Globally, consumers are more conscious about what they eat and what are beneficial aspects gained from specific ingredients for maintaining good health. Diet-based therapy is a unique prospect to use innovative functional foods. These foods play an outstanding role in promoting health, longevity, and prevention of chronic diseases [1]. In this connection, polyunsaturated fatty acids (PUFAs) are the most important families of omega-3 and omega-6 fatty acids, gaining importance as part of functional food ingredients. As human body cannot synthesize them so they must be present in the diet in ample amounts. These PUFAs such as linolenic acids (ALA), eicosapentaenoic acids (EPA), and docosahexaenoic acids (DHA) have potential health benefits including antiinflammatory, antimicrobial, antithrombotic, antihypertensive, antiaging, anticancer, and antidiabetic properties [2].

Flaxseed (Linum usitatissimum L.) belongs to family Linaceae. It has recently grown a great popularity and scientific attention owing to its huge amount of lipid content, increased acceptance by the consumers, and its functional and nutritional values. It is an industrial major crop used for oil and fiber contents. The main benefits of using flaxseed in human nutrition are its very high dietary fiber (28–30%) and abundance of ALA (C_18:3). Nearly, 80% of flaxseed oil (FSO) is used for the purposes of different industries and remaining 20% is used for edible purposes [3]. Practically, every part of the flaxseed plant is commercially useable, either directly or after processing [4, 5]. Nowadays, FSO is frequently used in food processing industries predominantly in the formulation of products such as cookies and bread recipes, and such products have acquired enormous competence in the market [6]. However, food industries are facing problem of oxidation of these unstable PUFAs during processing and storage [7]. Moreover, the resultant oxidation products such as ketone, aldehydes, and free acids have capability to crosslink to proteins and bind covalently to nucleic acids and ultimately results to enhance aging, carcinogenesis mechanisms, and mutagenesis in the biological system [8]. Thus, besides achieving maximum extraction efficiency of PUFAs enriched oils, it is also crucial to find out an effective way to preserve bioactive contents of the oil [9].

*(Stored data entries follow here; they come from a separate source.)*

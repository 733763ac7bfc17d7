//! Standard Algebraic Notation: encoding with disambiguation and check
//! suffixes, and decoding in strict or sloppy mode.

use lazy_static::lazy_static;
use regex::Regex;

use crate::board::PieceKind;
use crate::geometry::Square;
use crate::movegen::{GenOptions, Move};
use crate::position::{CastleSide, Position};

lazy_static! {
    static ref DECORATIONS: Regex = Regex::new(r"[+#]?[?!]*$").unwrap();
    static ref SLOPPY_MOVE: Regex =
        Regex::new(r"([pnbrqkPNBRQK])?([a-h][1-8])x?-?([a-h][1-8])([qrbnQRBN])?").unwrap();
    static ref COORDINATE_PAIR: Regex = Regex::new(r"[a-h]\d.*[a-h]\d").unwrap();
}

/// Removes the promotion `=` and any trailing `+`/`#` and `?`/`!` marks.
pub fn strip_decorations(san: &str) -> String {
    let without_equals = san.replacen('=', "", 1);
    DECORATIONS.replace(&without_equals, "").into_owned()
}

/// The origin qualifier needed to tell `mv` apart from other moves in
/// `siblings` of the same piece kind landing on the same square.
pub fn disambiguator(mv: &Move, siblings: &[Move]) -> String {
    let mut ambiguities = 0;
    let mut same_rank = 0;
    let mut same_file = 0;

    for other in siblings {
        if other.piece == mv.piece && other.from != mv.from && other.to == mv.to {
            ambiguities += 1;
            if other.from.rank() == mv.from.rank() {
                same_rank += 1;
            }
            if other.from.file() == mv.from.file() {
                same_file += 1;
            }
        }
    }

    if ambiguities == 0 {
        String::new()
    } else if same_rank > 0 && same_file > 0 {
        mv.from.to_string()
    } else if same_file > 0 {
        mv.from.rank_char().to_string()
    } else {
        mv.from.file_char().to_string()
    }
}

fn encode(mv: &Move, siblings: &[Move], promotion_separator: &str) -> String {
    match mv.castle_side() {
        Some(CastleSide::Kingside) => return "O-O".to_string(),
        Some(CastleSide::Queenside) => return "O-O-O".to_string(),
        None => {}
    }

    let mut san = String::new();
    if mv.piece != PieceKind::Pawn {
        san.push(mv.piece.to_char().to_ascii_uppercase());
        san.push_str(&disambiguator(mv, siblings));
    }
    if mv.is_capture() {
        if mv.piece == PieceKind::Pawn {
            san.push(mv.from.file_char());
        }
        san.push('x');
    }
    san.push_str(&mv.to.to_string());
    if let Some(promotion) = mv.promotion {
        san.push_str(promotion_separator);
        san.push(promotion.to_char().to_ascii_uppercase());
    }
    san
}

/// SAN without check suffix and without the promotion `=`; the form text
/// is compared in after [`strip_decorations`].
pub fn stripped_san(mv: &Move, siblings: &[Move]) -> String {
    encode(mv, siblings, "")
}

/// Which piece kind a SAN string can refer to, judged from its first letter.
#[derive(Debug, Clone, Copy, PartialEq, Eq)]
enum PieceHint {
    Any,
    Kind(PieceKind),
    Nothing,
}

fn infer_piece(san: &str) -> PieceHint {
    match san.chars().next() {
        Some('a'..='h') => {
            if COORDINATE_PAIR.is_match(san) {
                PieceHint::Any
            } else {
                PieceHint::Kind(PieceKind::Pawn)
            }
        }
        Some('o') | Some('O') => PieceHint::Kind(PieceKind::King),
        Some(c) => PieceKind::from_char(c).map_or(PieceHint::Nothing, PieceHint::Kind),
        None => PieceHint::Nothing,
    }
}

/// Fields pulled out of non-conforming text such as `Pe2-e4`, `Rc1c4` or `Qf3xf7`.
#[derive(Debug, Clone, Copy)]
struct SloppyFields {
    piece: Option<PieceKind>,
    from: Square,
    to: Square,
    promotion: Option<PieceKind>,
}

impl SloppyFields {
    fn parse(text: &str) -> Option<SloppyFields> {
        let caps = SLOPPY_MOVE.captures(text)?;
        let letter = |index: usize| {
            caps.get(index)
                .and_then(|m| m.as_str().chars().next())
                .and_then(PieceKind::from_char)
        };
        Some(SloppyFields {
            piece: letter(1),
            from: caps.get(2)?.as_str().parse().ok()?,
            to: caps.get(3)?.as_str().parse().ok()?,
            promotion: letter(4),
        })
    }

    fn matches(&self, mv: &Move) -> bool {
        self.piece.map_or(true, |kind| kind == mv.piece)
            && self.from == mv.from
            && self.to == mv.to
            && self.promotion.map_or(true, |kind| Some(kind) == mv.promotion)
    }
}

impl Position {
    /// SAN for `mv`, disambiguated against `siblings`, with `+` or `#`
    /// appended when the move gives check or mate.
    pub fn move_to_san(&mut self, mv: &Move, siblings: &[Move]) -> String {
        let mut san = encode(mv, siblings, "=");

        self.make_move(*mv);
        if self.in_check() {
            if self.in_checkmate() {
                san.push('#');
            } else {
                san.push('+');
            }
        }
        self.undo_move();

        san
    }

    /// SAN for `mv` against all legal moves of this position.
    pub fn san(&mut self, mv: &Move) -> String {
        let legal = self.legal_moves(&GenOptions::legal());
        self.move_to_san(mv, &legal)
    }

    /// Finds the move `san` names.
    ///
    /// Strict mode accepts only a legal move whose SAN matches once
    /// decorations are stripped. Sloppy mode also accepts over-disambiguated
    /// SAN and coordinate-style text, matched against pseudo-legal moves.
    pub fn move_from_san(&mut self, san: &str, sloppy: bool) -> Option<Move> {
        let clean = strip_decorations(san);
        let sloppy_fields = if sloppy {
            SloppyFields::parse(&clean)
        } else {
            None
        };

        let hint = match sloppy_fields.and_then(|fields| fields.piece) {
            Some(kind) => PieceHint::Kind(kind),
            None => infer_piece(&clean),
        };
        let options = match hint {
            PieceHint::Any => GenOptions::legal(),
            PieceHint::Kind(kind) => GenOptions::legal().with_piece(kind),
            PieceHint::Nothing => return None,
        };

        let legal = self.legal_moves(&options);
        let pseudo_legal = if sloppy {
            self.pseudo_legal_moves(&GenOptions {
                legal: false,
                ..options
            })
        } else {
            Vec::new()
        };
        let candidates = if sloppy { &pseudo_legal } else { &legal };

        for mv in candidates {
            if clean == stripped_san(mv, &legal)
                || (sloppy && clean == stripped_san(mv, candidates))
            {
                return Some(*mv);
            }
            if let Some(fields) = &sloppy_fields {
                if fields.matches(mv) {
                    return Some(*mv);
                }
            }
        }

        None
    }
}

Microencapsulation is now being largely employed for the production of dry edible oil stuffs. It has been documented that microencapsulation prolong the shelf stability of polyunsaturated oils by shielding them from oxidative damage. Microencapsulation of edible oils by powder particles, comprising carbohydrate or proteins is a scientific process followed to protect polyunsaturated oils from oxidation resultantly preserving flavors, aroma, and transport bioactive oils into easily managed dried solids for food supplementation [10–12]. Spray-drying is one of the most commonly used microencapsulation techniques [13, 14]. The associated beneficial health effects of spray-dried PUFAs enriched oils depend on their metabolic digestion and bioavailability [15]. Hence, it is much important to discuss and evaluate the in vitro digestion models of spray-dried encapsulated oils under various gastrointestinal conditions [16]. Therefore, the mandate of the study was to enlighten the effects of spray-drying conditions on retention of omega-3 fatty acids in FSO samples and evaluation of spray-dried flaxseed oil (SDFSO) samples for oxidative quality and sensoric acceptability.

2. Materials and Methods

2.1. Preliminary Processing of Oilseed Material

Flaxseeds (Linum usitatissimum L.) cultivar Chandani obtained from the Institute for Oilseed Research, Faisalabad, Punjab, Pakistan, were cleaned to take out dirt and other foreign substances.

2.2. Oil Extraction

Raw flaxseeds were weighed by using electronic scales (model Kern 440-35N) and were processed with the mini oil presser (model 6YL-550, with 2-3 kg/hour capacity) for oil extraction.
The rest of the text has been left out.